The commercial development of America excites the admiration and wonder of the world, but when we take into consideration the character of our citizens, it is not a matter of marvel. The very fact that advancement is open to all, that efforts will not be hampered by caste or class distinctions, seems to serve as a stimulus to ambitious endeavor, and thus each American community produces men whose energy, determination, and business ability lead them into new and broad fields of labor wherein they garner success.

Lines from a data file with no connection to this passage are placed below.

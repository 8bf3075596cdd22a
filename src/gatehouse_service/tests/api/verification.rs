use gatehouse_core::SiteConfig;
use std::time::Duration;
use wiremock::matchers::{body_string_contains, method, path};
use wiremock::{Mock, ResponseTemplate};

use crate::helpers::{SITEVERIFY_PATH, TestApp, location, sign_up_form, with_token};

#[tokio::test]
async fn missing_token_shows_the_form_again_without_calling_the_provider() {
    let app = TestApp::with_verification(SiteConfig::open(), true).await;
    Mock::given(method("POST"))
        .respond_with(ResponseTemplate::new(200))
        .expect(0)
        .mount(&app.verification_server)
        .await;

    let response = app
        .post_registration(&sign_up_form("alice@example.com", "alice"))
        .await;

    assert_eq!(response.status().as_u16(), 422);
    let body: serde_json::Value = response.json().await.unwrap();
    assert_eq!(body["resource"]["email"], "alice@example.com");
    assert_eq!(body["resource"]["account"]["username"], "alice");
    assert!(app.accounts.is_empty().await);
}

#[tokio::test]
async fn verified_human_is_registered() {
    let app = TestApp::with_verification(SiteConfig::open(), true).await;
    Mock::given(method("POST"))
        .and(path(SITEVERIFY_PATH))
        .and(body_string_contains("response=human-token"))
        .respond_with(
            ResponseTemplate::new(200).set_body_json(serde_json::json!({ "success": true })),
        )
        .expect(1)
        .mount(&app.verification_server)
        .await;

    let response = app
        .post_registration(&with_token(
            sign_up_form("alice@example.com", "alice"),
            "human-token",
        ))
        .await;

    assert_eq!(response.status().as_u16(), 303);
    assert_eq!(location(&response), "/auth/sign_in");
}

#[tokio::test]
async fn provider_outage_fails_closed() {
    let app = TestApp::with_verification(SiteConfig::open(), true).await;
    Mock::given(method("POST"))
        .respond_with(ResponseTemplate::new(500))
        .mount(&app.verification_server)
        .await;

    let response = app
        .post_registration(&with_token(
            sign_up_form("alice@example.com", "alice"),
            "token",
        ))
        .await;

    assert_eq!(response.status().as_u16(), 422);
    assert!(app.accounts.is_empty().await);
}

#[tokio::test]
async fn slow_provider_fails_closed() {
    let app = TestApp::with_verification(SiteConfig::open(), true).await;
    Mock::given(method("POST"))
        .respond_with(
            ResponseTemplate::new(200)
                .set_body_json(serde_json::json!({ "success": true }))
                .set_delay(Duration::from_secs(2)),
        )
        .mount(&app.verification_server)
        .await;

    let response = app
        .post_registration(&with_token(
            sign_up_form("alice@example.com", "alice"),
            "token",
        ))
        .await;

    assert_eq!(response.status().as_u16(), 422);
}

#[tokio::test]
async fn verification_runs_before_admission() {
    let app = TestApp::with_verification(SiteConfig::closed(), true).await;

    let response = app
        .post_registration(&sign_up_form("alice@example.com", "alice"))
        .await;

    assert_eq!(response.status().as_u16(), 422);
}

A representative of this class in Far Rockaway is Andrew McTigue, who is now successfully engaged in real estate dealing, and is also connected with the conduct of a number of corporations. Mr. McTigue was born in this place March 19, 1864, and his father, Patrick McTigue, was a native of Ireland and came to America in 1848. Here he had charge of a large estate which is now called Wave Crest. At that time, it belonged to Mrs. Clarke, a member of the Vanderbilt family. Mr. McTigue had charge of this place until the death of Mrs. Clarke. He was a consistent Catholic and an honest enterprising man. He married Catherine Mullane, a daughter of James Mullane, and they became the parents of four children: Elizabeth, the wife of Frank Halpin of Rockaway; Andrew; Mary, the wife of William Caffery, and Julia. Mr. McTigue, whose name introduces this review, pursued his education in St. John’s College of Brooklyn, and then entered upon business career, which throughout has him with landed interests.
On the 19th of October, 1892, Mr. McTigue was united in marriage to Miss Ada Burlinson, a daughter of John Burlinson, and they had four children: John B., Andrew, Alice G. and Catharine. The family is one of the first in the community, and Mr. McTigue is a leader public affairs. He votes with the Democracy and has been honored with the presidency of the village. He was also one of its trustees for two years, and at the time, served as a trustee of the public schools. He was assistant collector of arrears until the office was abolished, was postmaster for years, and in all these offices has discharged duties with marked promptness and fidelity; was also a trustee of the Queensborough Library. In religion he is a zealous Catholic Socially and fraternally he is connected with the Knights of Columbus. He takes an active and commendable interest in the welfare of this portion of Long Island: in material, social, intellectual, moral development, and is accounted a most valuable and highly respected citizen.
Peter Ross, History of Long Island (Three Volumes, 1902), III, 60-61.